• [RECORDED INFORMATION]
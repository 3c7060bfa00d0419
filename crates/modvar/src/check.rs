//! validate proposed variable values against declared variable types
use crate::classify::{Classify, Kind};
use crate::module_tree::{ModuleConfig, VariableType};
use indexmap::IndexMap;

/// Check every proposed value that belongs to a declared variable of `config`
///
/// Variables without a proposed value keep their default. Pending values cannot be
/// checked yet and are accepted. Proposed values for undeclared names are ignored.
pub fn check_types<V: Classify>(
    config: &ModuleConfig,
    module_path: &[String],
    proposed: &IndexMap<String, V>,
) -> Result<(), TypeMismatch> {
    for variable in &config.variables {
        let Some(proposed_value) = proposed.get(&variable.name) else {
            continue;
        };

        let kind = proposed_value.kind();
        if kind == Kind::Pending {
            tracing::trace!(variable = %variable.name, "skipping pending value");
            continue;
        }

        let declared_type = variable.var_type();
        let matches = match declared_type {
            VariableType::String => kind == Kind::String,
            VariableType::Map => kind == Kind::Map,
            VariableType::List => kind == Kind::List,
            VariableType::Unknown => false,
        };

        if !matches {
            return Err(TypeMismatch {
                name: variable.name.clone(),
                module_path: module_path.to_vec(),
                expected: declared_type,
                observed: kind,
            });
        }
    }

    Ok(())
}

#[derive(thiserror::Error, Debug, Clone, PartialEq)]
#[error("variable {name}{} should be type {expected}, got {observed}", in_module(.module_path))]
pub struct TypeMismatch {
    pub name: String,
    pub module_path: Vec<String>,
    pub expected: VariableType,
    pub observed: Kind,
}

/// ` in module a.b`, or nothing for the root module
fn in_module(module_path: &[String]) -> String {
    if module_path.len() <= 1 {
        return String::new();
    }
    format!(" in module {}", module_path[1..].join("."))
}

#[cfg(test)]
mod test {
    use super::*;
    use crate::module_tree::Variable;
    use crate::value::Value;
    use pretty_assertions::assert_eq;

    fn config(variables: Vec<Variable>) -> ModuleConfig {
        ModuleConfig {
            variables,
            ..Default::default()
        }
    }

    fn var(name: &str, declared_type: &str) -> Variable {
        Variable::new(name.into()).with_type(declared_type)
    }

    fn proposed<V>(entries: Vec<(&str, V)>) -> IndexMap<String, V> {
        entries.into_iter().map(|(k, v)| (k.to_string(), v)).collect()
    }

    fn root() -> Vec<String> {
        vec!["root".into()]
    }

    #[test]
    fn matching_shapes() {
        let config = config(vec![var("s", "string"), var("l", "list"), var("m", "map")]);
        let values = proposed(vec![
            ("s", hcl::Value::from("x")),
            ("l", hcl::Value::Array(vec![])),
            ("m", hcl::Value::Object(Default::default())),
        ]);
        assert_eq!(check_types(&config, &root(), &values), Ok(()));
    }

    #[test]
    fn pending_is_always_accepted() {
        for declared in ["string", "list", "map", "number"] {
            let config = config(vec![var("v", declared)]);
            let values = proposed(vec![("v", Value::Pending)]);
            assert_eq!(check_types(&config, &root(), &values), Ok(()), "{declared}");
        }
    }

    #[test]
    fn absent_is_always_accepted() {
        let config = config(vec![var("v", "map"), var("w", "unsupported")]);
        let values = proposed::<hcl::Value>(vec![("other", true.into())]);
        assert_eq!(check_types(&config, &root(), &values), Ok(()));
    }

    #[test]
    fn number_for_string_at_root() {
        let config = config(vec![var("size", "string")]);
        let values = proposed(vec![("size", hcl::Value::from(3))]);

        let err = check_types(&config, &root(), &values).unwrap_err();
        assert_eq!(err.to_string(), "variable size should be type string, got number");
    }

    #[test]
    fn number_for_string_in_module() {
        let config = config(vec![var("size", "string")]);
        let values = proposed(vec![("size", hcl::Value::from(3))]);
        let path = vec!["root".to_string(), "db".to_string()];

        let err = check_types(&config, &path, &values).unwrap_err();
        assert_eq!(
            err.to_string(),
            "variable size in module db should be type string, got number"
        );
    }

    #[test]
    fn nested_module_path_is_dotted() {
        let config = config(vec![var("zones", "list")]);
        let values = proposed(vec![("zones", Value::from("a"))]);
        let path: Vec<String> = ["root", "network", "subnet"].map(String::from).to_vec();

        let err = check_types(&config, &path, &values).unwrap_err();
        assert_eq!(
            err.to_string(),
            "variable zones in module network.subnet should be type list, got string"
        );
    }

    #[test]
    fn inferred_type_from_default() {
        let config = config(vec![
            Variable::new("tags".into()).with_default(hcl::Value::Object(Default::default())),
        ]);
        let values = proposed(vec![("tags", Value::from(vec!["a"]))]);

        let err = check_types(&config, &root(), &values).unwrap_err();
        assert_eq!(err.expected, VariableType::Map);
        assert_eq!(err.observed, Kind::List);
    }

    #[test]
    fn unsupported_declared_type() {
        let config = config(vec![var("count", "number")]);
        let values = proposed(vec![("count", hcl::Value::from("3"))]);

        let err = check_types(&config, &root(), &values).unwrap_err();
        assert_eq!(err.to_string(), "variable count should be type unknown, got string");
    }

    #[test]
    fn boolean_for_map() {
        let config = config(vec![var("tags", "map")]);
        let values = proposed(vec![("tags", hcl::Value::Bool(false))]);

        let err = check_types(&config, &root(), &values).unwrap_err();
        assert_eq!(err.to_string(), "variable tags should be type map, got boolean");
    }
}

• [TASK TO CARRY OUT]
All of the material above should be printed again exactly as it is.

• [RESPONSE AREA]
repository 3c7060bfa00d0419
filename crates/modvar/src/check.rs
//! validate proposed variable values against declared variable types
use crate::classify::{Classify, Kind};
use crate::module_tree::{ModuleConfig, VariableType};
use indexmap::IndexMap;

/// Check every proposed value that belongs to a declared variable of `config`
///
/// Variables without a proposed value keep their default. Pending values cannot be
/// checked yet and are accepted. Proposed values for undeclared names are ignored.
pub fn check_types<V: Classify>(
    config: &ModuleConfig,
    module_path: &[String],
    proposed: &IndexMap<String, V>,
) -> Result<(), TypeMismatch> {
    for variable in &config.variables {
        let Some(proposed_value) = proposed.get(&variable.name) else {
            continue;
        };

        let kind = proposed_value.kind();
        if kind == Kind::Pending {
            tracing::trace!(variable = %variable.name, "skipping pending value");
            continue;
        }

        let declared_type = variable.var_type();
        let matches = match declared_type {
            VariableType::String => kind == Kind::String,
            VariableType::Map => kind == Kind::Map,
            VariableType::List => kind == Kind::List,
            VariableType::Unknown => false,
        };

        if !matches {
            return Err(TypeMismatch {
                name: variable.name.clone(),
                module_path: module_path.to_vec(),
                expected: declared_type,
                observed: kind,
            });
        }
    }

    Ok(())
}

#[derive(thiserror::Error, Debug, Clone, PartialEq)]
#[error("variable {name}{} should be type {expected}, got {observed}", in_module(.module_path))]
pub struct TypeMismatch {
    pub name: String,
    pub module_path: Vec<String>,
    pub expected: VariableType,
    pub observed: Kind,
}

/// ` in module a.b`, or nothing for the root module
fn in_module(module_path: &[String]) -> String {
    if module_path.len() <= 1 {
        return String::new();
    }
    format!(" in module {}", module_path[1..].join("."))
}

#[cfg(test)]
mod test {
    use super::*;
    use crate::module_tree::Variable;
    use crate::value::Value;
    use pretty_assertions::assert_eq;

    fn config(variables: Vec<Variable>) -> ModuleConfig {
        ModuleConfig {
            variables,
            ..Default::default()
        }
    }

    fn var(name: &str, declared_type: &str) -> Variable {
        Variable::new(name.into()).with_type(declared_type)
    }

    fn proposed<V>(entries: Vec<(&str, V)>) -> IndexMap<String, V> {
        entries.into_iter().map(|(k, v)| (k.to_string(), v)).collect()
    }

    fn root() -> Vec<String> {
        vec!["root".into()]
    }

    #[test]
    fn matching_shapes() {
        let config = config(vec![var("s", "string"), var("l", "list"), var("m", "map")]);
        let values = proposed(vec![
            ("s", hcl::Value::from("x")),
            ("l", hcl::Value::Array(vec![])),
            ("m", hcl::Value::Object(Default::default())),
        ]);
        assert_eq!(check_types(&config, &root(), &values), Ok(()));
    }

    #[test]
    fn pending_is_always_accepted() {
        for declared in ["string", "list", "map", "number"] {
            let config = config(vec![var("v", declared)]);
            let values = proposed(vec![("v", Value::Pending)]);
            assert_eq!(check_types(&config, &root(), &values), Ok(()), "{declared}");
        }
    }

    #[test]
    fn absent_is_always_accepted() {
        let config = config(vec![var("v", "map"), var("w", "unsupported")]);
        let values = proposed::<hcl::Value>(vec![("other", true.into())]);
        assert_eq!(check_types(&config, &root(), &values), Ok(()));
    }

    #[test]
    fn number_for_string_at_root() {
        let config = config(vec![var("size", "string")]);
        let values = proposed(vec![("size", hcl::Value::from(3))]);

        let err = check_types(&config, &root(), &values).unwrap_err();
        assert_eq!(err.to_string(), "variable size should be type string, got number");
    }

    #[test]
    fn number_for_string_in_module() {
        let config = config(vec![var("size", "string")]);
        let values = proposed(vec![("size", hcl::Value::from(3))]);
        let path = vec!["root".to_string(), "db".to_string()];

        let err = check_types(&config, &path, &values).unwrap_err();
        assert_eq!(
            err.to_string(),
            "variable size in module db should be type string, got number"
        );
    }

    #[test]
    fn nested_module_path_is_dotted() {
        let config = config(vec![var("zones", "list")]);
        let values = proposed(vec![("zones", Value::from("a"))]);
        let path: Vec<String> = ["root", "network", "subnet"].map(String::from).to_vec();

        let err = check_types(&config, &path, &values).unwrap_err();
        assert_eq!(
            err.to_string(),
            "variable zones in module network.subnet should be type list, got string"
        );
    }

    #[test]
    fn inferred_type_from_default() {
        let config = config(vec![
            Variable::new("tags".into()).with_default(hcl::Value::Object(Default::default())),
        ]);
        let values = proposed(vec![("tags", Value::from(vec!["a"]))]);

        let err = check_types(&config, &root(), &values).unwrap_err();
        assert_eq!(err.expected, VariableType::Map);
        assert_eq!(err.observed, Kind::List);
    }

    #[test]
    fn unsupported_declared_type() {
        let config = config(vec![var("count", "number")]);
        let values = proposed(vec![("count", hcl::Value::from("3"))]);

        let err = check_types(&config, &root(), &values).unwrap_err();
        assert_eq!(err.to_string(), "variable count should be type unknown, got string");
    }

    #[test]
    fn boolean_for_map() {
        let config = config(vec![var("tags", "map")]);
        let values = proposed(vec![("tags", hcl::Value::Bool(false))]);

        let err = check_types(&config, &root(), &values).unwrap_err();
        assert_eq!(err.to_string(), "variable tags should be type map, got boolean");
    }
}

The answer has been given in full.